About that mound in Gale Crater…

Next August, if plans go right, the Mars Science Laboratory rover, named Curiosity, will come sailing out of the Martian sky and power in for a soft landing on the floor of Gale Crater. Launched to look for geologic evidence of habitable enviroments, what will Curiosity find?

GLOBAL SHIFT. A change in weathering chamistry is reflected as the lower layers of sediment in Gale's mound were overlain by later ones. The former are rich in water-altered clays such as smectite, while latter layers contain sulfates that formed in a more acidic environment. Project scientists and engineers expect that Curiosity will be able to explore the layers in this canyon scene. (Image taken from figure 10B in the paper.)

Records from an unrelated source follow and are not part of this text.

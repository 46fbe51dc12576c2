use crate::shared::usecase::UseCase;
use reward_scheduler_domain::{Profile, RewardEvent, ID};
use reward_scheduler_infra::{
    Context, EventConfigPayload, EventHistoryPayload, EventStoreError, RecommendNextRequest,
    SettingsPayload,
};
use tracing::{debug, warn};

const HISTORY_WINDOW: usize = 60;

/// One generation pass: for every enabled event config of the targeted
/// profiles that has no active upcoming event, ask the recommender for
/// the next slot and create the event with its reminder.
///
/// The pass is deliberately forgiving: a failing recommender call or a
/// lost race against a concurrent manual create skips that config and
/// the sweep moves on.
#[derive(Debug)]
pub struct GenerateSchedulesUseCase {
    /// Targeted pass for one profile when set, full sweep over all
    /// active profiles otherwise.
    pub profile_id: Option<ID>,
}

#[derive(Debug, Default, PartialEq)]
pub struct GenerationReport {
    pub created_event_ids: Vec<ID>,
    pub skipped_configs: usize,
}

#[derive(Debug)]
pub enum UseCaseErrors {}

#[async_trait::async_trait(?Send)]
impl UseCase for GenerateSchedulesUseCase {
    type Response = GenerationReport;

    type Errors = UseCaseErrors;

    async fn execute(&mut self, ctx: &Context) -> Result<Self::Response, Self::Errors> {
        let profiles: Vec<Profile> = match &self.profile_id {
            Some(profile_id) => match ctx.repos.profiles.find(profile_id).await {
                Some(profile) if profile.active => vec![profile],
                _ => {
                    debug!(
                        "Skipping generation for inactive or unknown profile: {}",
                        profile_id
                    );
                    Vec::new()
                }
            },
            None => ctx.repos.profiles.find_active().await,
        };

        let mut report = GenerationReport::default();
        for profile in profiles {
            self.generate_for_profile(&profile, ctx, &mut report).await;
        }
        Ok(report)
    }
}

impl GenerateSchedulesUseCase {
    async fn generate_for_profile(
        &self,
        profile: &Profile,
        ctx: &Context,
        report: &mut GenerationReport,
    ) {
        let now = ctx.sys.get_utc_now();

        let settings = match ctx.repos.schedule_settings.find_by_profile(&profile.id).await {
            Some(settings) => settings,
            None => {
                debug!(
                    "Profile {} has no schedule settings yet, skipping generation",
                    profile.id
                );
                return;
            }
        };

        for config in ctx.repos.event_configs.find_enabled_deduped(&profile.id).await {
            if ctx
                .repos
                .events
                .find_active_upcoming(&profile.id, &config.id, now, None)
                .await
                .is_some()
            {
                report.skipped_configs += 1;
                continue;
            }

            let history = ctx
                .repos
                .events
                .find_recent_by_event_config(&profile.id, &config.id, HISTORY_WINDOW)
                .await;

            let req = RecommendNextRequest {
                seed: format!("{}:{}", profile.id, config.id),
                now,
                event_config: EventConfigPayload {
                    id: config.id.clone(),
                    name: config.name.clone(),
                    base_interval_days: config.base_interval_days,
                    jitter_pct: config.jitter_pct,
                },
                settings: SettingsPayload {
                    timezone: settings.timezone.clone(),
                    min_gap_hours: settings.min_gap_hours,
                    allowed_windows: settings.allowed_windows.clone(),
                    recurring_blackout_weekdays: settings.recurring_blackout_weekdays.clone(),
                    blackout_dates: settings.blackout_dates.clone(),
                },
                event_history: history
                    .into_iter()
                    .map(|e| EventHistoryPayload {
                        scheduled_at: e.scheduled_at,
                        status: e.status,
                        completed_at: e.completed_at,
                        missed_at: e.missed_at,
                        sentiment_level: e.sentiment_level,
                    })
                    .collect(),
            };

            let recommendation = match ctx.recommender.recommend_next(&req).await {
                Ok(recommendation) => recommendation,
                Err(e) => {
                    warn!(
                        "Recommender failed for config {} of profile {}: {:?}",
                        config.id, profile.id, e
                    );
                    report.skipped_configs += 1;
                    continue;
                }
            };

            let event = RewardEvent::new(
                profile.id.clone(),
                config.id.clone(),
                recommendation.scheduled_at,
                false,
                None,
                now,
            );
            match ctx.repos.events.insert(&event).await {
                Ok(()) => {}
                Err(EventStoreError::DuplicateActiveUpcoming { .. }) => {
                    // Lost the race against a concurrent create, which is
                    // exactly what the constraint is for
                    report.skipped_configs += 1;
                    continue;
                }
                Err(EventStoreError::Other(e)) => {
                    warn!("Failed to store generated event: {:?}", e);
                    report.skipped_configs += 1;
                    continue;
                }
            }

            if let Err(e) = ctx
                .reminders
                .enqueue(
                    &event.id,
                    event.scheduled_at,
                    settings.reminder_lead_hours,
                    now,
                )
                .await
            {
                warn!("Failed to enqueue reminder for generated event {}: {:?}", event.id, e);
            }

            report.created_event_ids.push(event.id);
        }
    }
}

NASA picked Gale in part because the northern half of its floor appears as safe a landing zone as the Gusev plains where MER Spirit set down in 2004. However, the main reason for choosing Gale is the giant mound of sediments filling a large part of the crater. It rises 5,200 meters (17,000 feet) and spreads 45 by 90 km (28 by 56 mi).

B. J. Thomson (Boston University) and nine colleagues examine the mound’s age, history, structure, and composition in a newly published paper in the August 2011 issue of Icarus.

The team used data from CRISM, HiRISE, THEMIS, and other instruments to draw a portrait of the mound, identifying 22 individual geologic units grouped into two major formations. They note the lower and older formation displays “abundant evidence for aqueous activity,” a key virtue for Curiosity’s mission.

Spectroscopic data show the lower layers contain clays mixed with a few sulfates. Toward the top of the lower formation and continuing into the upper formation, the layers change into sulfate-bearing strata. The researchers say the changeover may reflect a global shift from a warmer and chemically neutral weathering environment to a colder and more acidic one.

The boundary between the two formations marks a gap in geologic history of unknown length. By counting craters, the team finds that Gale Crater formed at the end of the Noachian era, or about 3.8 billion years ago. The mound cannot be any older than that.

At the other end of the date range, the mound’s youngest surfaces appear roughly 2.8 billion years old. But the scientists caution that its materials erode easily and don’t retain craters for age-dating very well, thus the mound is in fact older than it looks. (Think geological botox.)

Whatever the mound’s exact age, however, it will be a striking site for Curiosity to visit. Moreover, says the team, “Gale provides a unique opportunity to investigate global environmental change during a period of transition.”